Prediction of Spontaneous Termination of Atrial Fibrillation Using Time-Frequency Analysis of the Atrial Fibrillatory Wave
F Castells, C Mora, R Ruiz, JJ Rieta, J Millet,
C Sanchez, S Morell
Universidad Politécnica de Valencia
The prediction of the spontaneous termination of atrial fibrillation (AF) still remains an open issue. Any improved information that could be extracted from the surface ECG about the mechanisms of paroxysmal AF (PAF) and sustained AF may provide important advances in the treatment of PAF in order to prevent its perpetuation. In this event, the challenge is to discriminate PAF episodes from sustained AF episodes. A database including a learning set with 20 recordings and a test set with 30 recordings was provided. We hypothesized that the most relevant information about the mechanisms that triggers the AF is contained in the atrial fibrillatory wave (FW). Thus, a previous QRST cancellation stage was necessary, which was implemented using principal component analysis (PCA) concepts.
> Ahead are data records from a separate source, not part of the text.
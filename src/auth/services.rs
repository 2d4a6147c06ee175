use tracing::{info, warn};

use super::{
    claims::Role,
    guard::{conflict_from_store, ensure_identifiers_available},
    jwt::JwtKeys,
    password::{hash_password, verify_password},
    repo::{NewUser, User, UserStore},
    validation::ValidSignup,
};
use crate::error::{ApiError, StoreError};

#[derive(Debug, thiserror::Error)]
pub enum CredentialError {
    #[error("Phone or Email is incorrect")]
    IdentifierNotFound,
    #[error("Password is incorrect")]
    PasswordIncorrect,
    #[error(transparent)]
    Store(#[from] StoreError),
    #[error(transparent)]
    Internal(#[from] anyhow::Error),
}

impl From<CredentialError> for ApiError {
    fn from(err: CredentialError) -> Self {
        match err {
            CredentialError::IdentifierNotFound | CredentialError::PasswordIncorrect => {
                ApiError::bad_request(err.to_string())
            }
            CredentialError::Store(e) => e.into(),
            CredentialError::Internal(e) => ApiError::Internal(e),
        }
    }
}

/// Resolves `identifier` by exact phone or email match and checks the password.
pub async fn verify_credentials(
    users: &dyn UserStore,
    identifier: &str,
    password: &str,
) -> Result<User, CredentialError> {
    let user = users
        .find_by_identifier(identifier)
        .await?
        .ok_or(CredentialError::IdentifierNotFound)?;

    if !verify_password(password, &user.password_hash).map_err(anyhow::Error::from)? {
        return Err(CredentialError::PasswordIncorrect);
    }
    Ok(user)
}

/// Verifies credentials and issues a token bound to the user's id and role.
pub async fn login(
    users: &dyn UserStore,
    keys: &JwtKeys,
    identifier: &str,
    password: &str,
) -> Result<String, CredentialError> {
    let user = match verify_credentials(users, identifier, password).await {
        Ok(u) => u,
        Err(e) => {
            warn!(error = %e, "login rejected");
            return Err(e);
        }
    };
    let token = keys.issue(user.id, user.role)?;
    info!(user_id = %user.id, "user logged in");
    Ok(token)
}

/// Creates a user after the uniqueness pre-check. A collision that slips past
/// the pre-check is caught by the storage constraint and mapped to the same code.
pub async fn signup(users: &dyn UserStore, input: ValidSignup) -> Result<User, ApiError> {
    ensure_identifiers_available(users, &input.phone, &input.email).await?;

    let hash = hash_password(&input.password).map_err(anyhow::Error::from)?;
    let user = users
        .create(NewUser {
            name: &input.name,
            phone: &input.phone,
            email: &input.email,
            password_hash: &hash,
            role: Role::User,
        })
        .await
        .map_err(conflict_from_store)?;

    info!(user_id = %user.id, "user registered");
    Ok(user)
}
The time- frequency analysis of the estimated FW was then carried out using the Choi-Williams transform. This processing was firstly realized for the recordings corresponding to the learning set. The analysis of the FW corresponding to PAF patients revealed two different fashions in the time- frequency domain: some patients showed a main frequency between 3.75Hz and 5.5Hz, which was very stable during the whole interval; in other patients it was not possible to identify a main frequency, but the FW seemed to be completely irregular and chaotic. On the other hand, the analysis of the FW corresponding to sustained AF patients showed main frequencies between 5.5Hz and 8Hz that evolved with slight frequency variations. These observations were employed in the classification algorithm for the test set, obtaining 16 sustained and 14 self-terminating AF episodes, with an initial result of 26 correct classifications out of 30. The most relevant parameter to discriminate among both groups was the main frequency. These results are coherent with existing AF theories, since the refractory cycle tends to decrease with the perpetuation of the arrhythmia. In addition, possible hypothesis for explaining PAF behaviours could be based on excitations of local foci for the case of stabilized frequencies and on the absence of reentrant self- perpetuating wavefronts in the case of patients where a main frequency could not be identified.